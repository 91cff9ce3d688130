use anyhow::{Result, anyhow};
use async_openai::{
    Client,
    config::OpenAIConfig,
    error::OpenAIError,
    types::{
        ChatCompletionRequestMessage, ChatCompletionRequestSystemMessageArgs, ChatCompletionTool,
        CreateChatCompletionRequestArgs, CreateChatCompletionResponse,
    },
};
use async_trait::async_trait;
use futures::{Stream, StreamExt};
use std::pin::Pin;

/// Represents a tool call requested by the LLM.
pub type ToolCall = async_openai::types::ChatCompletionMessageToolCall;

/// Represents the events that can be yielded from a streaming text response.
#[derive(Debug, Clone)]
pub enum LLMStreamEvent {
    TextChunk(String),
}

/// A stream of text chunks from the LLM.
pub type LLMStream = Pin<Box<dyn Stream<Item = Result<LLMStreamEvent, OpenAIError>> + Send>>;

/// The two possible outcomes of an agent's turn.
#[derive(Debug, Clone)]
pub enum LLMAction {
    /// The agent answered the caller directly.
    TextResponse(String),
    /// The agent wants to run one or more tools first.
    ToolCall(Vec<ToolCall>),
}

/// A client for the language model that speaks as the current agent.
///
/// `system_prompt` is the current agent's instructions together with the
/// caller context; implementations put it in front of the history.
#[cfg_attr(test, mockall::automock)]
#[async_trait]
pub trait LLMClient: Send + Sync {
    /// Makes a single, non-streaming call to decide on the next action.
    async fn decide_action(
        &self,
        system_prompt: String,
        history: Vec<ChatCompletionRequestMessage>,
        tools: Vec<ChatCompletionTool>,
    ) -> Result<LLMAction>;

    /// Makes a streaming call after tool results have been appended.
    async fn stream_after_tools(
        &self,
        system_prompt: String,
        history_with_tool_results: Vec<ChatCompletionRequestMessage>,
    ) -> Result<LLMStream>;
}

/// Puts the system prompt in front of the conversation. An empty prompt
/// leaves the history untouched.
pub fn with_system_prompt(
    system_prompt: String,
    history: Vec<ChatCompletionRequestMessage>,
) -> Result<Vec<ChatCompletionRequestMessage>> {
    if system_prompt.is_empty() {
        return Ok(history);
    }
    let mut messages = Vec::with_capacity(history.len() + 1);
    messages.push(
        ChatCompletionRequestSystemMessageArgs::default()
            .content(system_prompt)
            .build()?
            .into(),
    );
    messages.extend(history);
    Ok(messages)
}

/// An implementation of `LLMClient` for any OpenAI-compatible API.
pub struct OpenAICompatibleClient {
    client: Client<OpenAIConfig>,
    model: String,
}

impl OpenAICompatibleClient {
    /// Creates a new client for an OpenAI-compatible service.
    ///
    /// # Arguments
    ///
    /// * `config` - API key and base URL of the service.
    /// * `model` - The chat model identifier (e.g., "gpt-4o-mini").
    pub fn new(config: OpenAIConfig, model: String) -> Self {
        Self {
            client: Client::with_config(config),
            model,
        }
    }
}

#[async_trait]
impl LLMClient for OpenAICompatibleClient {
    async fn decide_action(
        &self,
        system_prompt: String,
        history: Vec<ChatCompletionRequestMessage>,
        tools: Vec<ChatCompletionTool>,
    ) -> Result<LLMAction> {
        let mut request = CreateChatCompletionRequestArgs::default();
        request
            .model(&self.model)
            .messages(with_system_prompt(system_prompt, history)?);
        if !tools.is_empty() {
            request.tools(tools).tool_choice("auto");
        }
        let request = request.build()?;

        let response: CreateChatCompletionResponse = self.client.chat().create(request).await?;
        let choice = response
            .choices
            .first()
            .ok_or_else(|| anyhow!("LLM response contained no choices."))?;

        match (&choice.message.tool_calls, &choice.message.content) {
            (Some(tool_calls), _) if !tool_calls.is_empty() => {
                Ok(LLMAction::ToolCall(tool_calls.clone()))
            }
            (_, Some(content)) => Ok(LLMAction::TextResponse(content.clone())),
            _ => Err(anyhow!(
                "LLM response had neither text content nor tool calls."
            )),
        }
    }

    async fn stream_after_tools(
        &self,
        system_prompt: String,
        history_with_tool_results: Vec<ChatCompletionRequestMessage>,
    ) -> Result<LLMStream> {
        let request = CreateChatCompletionRequestArgs::default()
            .model(&self.model)
            .messages(with_system_prompt(system_prompt, history_with_tool_results)?)
            .stream(true)
            .build()?;

        let stream = self.client.chat().create_stream(request).await?;

        Ok(Box::pin(stream.filter_map(|result| async {
            match result {
                Ok(response) => response
                    .choices
                    .first()
                    .and_then(|choice| choice.delta.content.clone())
                    .filter(|content| !content.is_empty())
                    .map(|content| Ok(LLMStreamEvent::TextChunk(content))),
                Err(e) => Some(Err(e)),
            }
        })))
    }
}
//! Shared Application State
//!
//! This module defines the `AppState` struct, which holds the call registry,
//! the signal router, the pipeline hub and the optional LLM client.

use crate::{config::Config, hub::PipelineHub};
use std::sync::Arc;
use triage_core::{CallRegistry, SignalRouter, llm_client::LLMClient};

/// The shared application state, created once at startup and passed to all handlers.
#[derive(Clone)]
pub struct AppState {
    pub registry: Arc<CallRegistry>,
    pub router: SignalRouter,
    pub hub: Arc<PipelineHub>,
    /// `None` when the conversation loop is disabled.
    pub llm_client: Option<Arc<dyn LLMClient>>,
    pub config: Arc<Config>,
}

impl AppState {
    pub fn new(
        registry: Arc<CallRegistry>,
        hub: Arc<PipelineHub>,
        llm_client: Option<Arc<dyn LLMClient>>,
        config: Config,
    ) -> Self {
        Self {
            router: SignalRouter::new(registry.clone()),
            registry,
            hub,
            llm_client,
            config: Arc::new(config),
        }
    }
}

Work to complete:
One number answers this exercise: the count of lines above in which the word "build" appears.

Written solution:
3